Read through the data and report every line in which the word "struct" occurs.

DATASET ENTRIES:
***

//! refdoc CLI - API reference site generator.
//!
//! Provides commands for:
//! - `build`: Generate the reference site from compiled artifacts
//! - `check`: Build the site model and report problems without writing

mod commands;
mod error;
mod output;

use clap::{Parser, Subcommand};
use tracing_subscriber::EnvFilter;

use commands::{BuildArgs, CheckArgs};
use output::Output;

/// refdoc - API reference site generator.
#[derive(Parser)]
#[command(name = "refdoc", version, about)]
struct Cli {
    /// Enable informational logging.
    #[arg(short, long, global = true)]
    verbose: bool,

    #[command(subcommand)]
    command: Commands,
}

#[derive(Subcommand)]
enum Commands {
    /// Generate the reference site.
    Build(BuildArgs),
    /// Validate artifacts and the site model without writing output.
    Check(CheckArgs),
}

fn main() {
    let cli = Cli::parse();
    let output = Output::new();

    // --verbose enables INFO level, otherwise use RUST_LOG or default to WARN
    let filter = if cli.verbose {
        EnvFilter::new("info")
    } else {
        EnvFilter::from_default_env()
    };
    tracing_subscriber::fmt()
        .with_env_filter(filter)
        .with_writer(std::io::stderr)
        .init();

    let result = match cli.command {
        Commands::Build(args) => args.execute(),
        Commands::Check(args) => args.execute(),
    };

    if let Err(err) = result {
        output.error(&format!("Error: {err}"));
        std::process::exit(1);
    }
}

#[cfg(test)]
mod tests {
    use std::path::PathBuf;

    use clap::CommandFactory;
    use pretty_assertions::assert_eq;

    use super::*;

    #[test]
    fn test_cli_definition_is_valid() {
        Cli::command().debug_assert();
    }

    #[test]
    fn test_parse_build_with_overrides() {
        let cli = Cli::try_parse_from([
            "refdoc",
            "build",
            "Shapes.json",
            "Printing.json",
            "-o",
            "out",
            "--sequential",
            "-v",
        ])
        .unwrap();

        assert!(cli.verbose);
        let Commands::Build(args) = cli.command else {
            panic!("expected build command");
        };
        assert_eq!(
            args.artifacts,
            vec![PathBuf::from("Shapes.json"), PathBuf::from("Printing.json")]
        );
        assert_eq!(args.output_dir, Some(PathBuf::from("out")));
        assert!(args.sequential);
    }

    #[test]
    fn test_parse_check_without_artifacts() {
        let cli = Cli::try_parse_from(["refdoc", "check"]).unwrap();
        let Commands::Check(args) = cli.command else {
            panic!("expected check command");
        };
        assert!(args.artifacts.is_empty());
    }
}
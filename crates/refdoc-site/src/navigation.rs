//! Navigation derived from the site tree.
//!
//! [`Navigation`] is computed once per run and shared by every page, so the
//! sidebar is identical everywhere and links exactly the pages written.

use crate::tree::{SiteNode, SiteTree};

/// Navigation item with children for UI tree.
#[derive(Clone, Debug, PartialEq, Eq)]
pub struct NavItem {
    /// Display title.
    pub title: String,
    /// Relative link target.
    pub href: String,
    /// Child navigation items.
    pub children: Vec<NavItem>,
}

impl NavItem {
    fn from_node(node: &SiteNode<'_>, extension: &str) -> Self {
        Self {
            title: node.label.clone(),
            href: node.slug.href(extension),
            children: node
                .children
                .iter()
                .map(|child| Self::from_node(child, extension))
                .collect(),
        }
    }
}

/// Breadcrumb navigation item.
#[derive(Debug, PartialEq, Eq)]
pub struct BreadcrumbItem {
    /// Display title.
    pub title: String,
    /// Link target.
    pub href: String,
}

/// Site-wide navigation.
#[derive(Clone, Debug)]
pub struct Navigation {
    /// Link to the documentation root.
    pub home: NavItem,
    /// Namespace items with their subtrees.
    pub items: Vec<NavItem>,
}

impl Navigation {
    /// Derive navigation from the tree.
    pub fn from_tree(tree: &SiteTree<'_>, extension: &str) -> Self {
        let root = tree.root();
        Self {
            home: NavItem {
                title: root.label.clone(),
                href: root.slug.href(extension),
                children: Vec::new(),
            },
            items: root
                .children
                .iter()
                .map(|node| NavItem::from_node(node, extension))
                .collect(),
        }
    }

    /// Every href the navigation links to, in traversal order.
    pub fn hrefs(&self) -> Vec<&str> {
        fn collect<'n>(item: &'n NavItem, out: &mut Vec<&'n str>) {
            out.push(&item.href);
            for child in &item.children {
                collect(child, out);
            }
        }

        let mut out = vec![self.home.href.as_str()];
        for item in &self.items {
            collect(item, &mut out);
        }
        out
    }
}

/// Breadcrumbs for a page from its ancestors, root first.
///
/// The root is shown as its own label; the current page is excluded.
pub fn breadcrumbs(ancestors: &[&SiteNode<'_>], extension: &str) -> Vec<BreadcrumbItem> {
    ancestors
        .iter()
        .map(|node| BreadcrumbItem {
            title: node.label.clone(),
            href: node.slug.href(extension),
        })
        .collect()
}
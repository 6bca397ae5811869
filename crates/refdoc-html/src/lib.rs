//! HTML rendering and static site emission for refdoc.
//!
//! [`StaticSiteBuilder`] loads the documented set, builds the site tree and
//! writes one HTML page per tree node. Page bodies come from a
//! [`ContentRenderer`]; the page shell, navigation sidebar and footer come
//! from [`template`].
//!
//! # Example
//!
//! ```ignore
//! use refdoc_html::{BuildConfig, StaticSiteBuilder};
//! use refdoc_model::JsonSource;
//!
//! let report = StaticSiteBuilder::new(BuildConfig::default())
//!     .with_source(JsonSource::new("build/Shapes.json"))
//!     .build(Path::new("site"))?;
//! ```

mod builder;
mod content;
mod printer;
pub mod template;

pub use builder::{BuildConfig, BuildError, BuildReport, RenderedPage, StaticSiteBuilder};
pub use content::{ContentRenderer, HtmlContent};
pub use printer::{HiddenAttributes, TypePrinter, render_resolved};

***

ANSWER:
struct Cli {
pub struct NavItem {
pub struct BreadcrumbItem {
pub struct Navigation {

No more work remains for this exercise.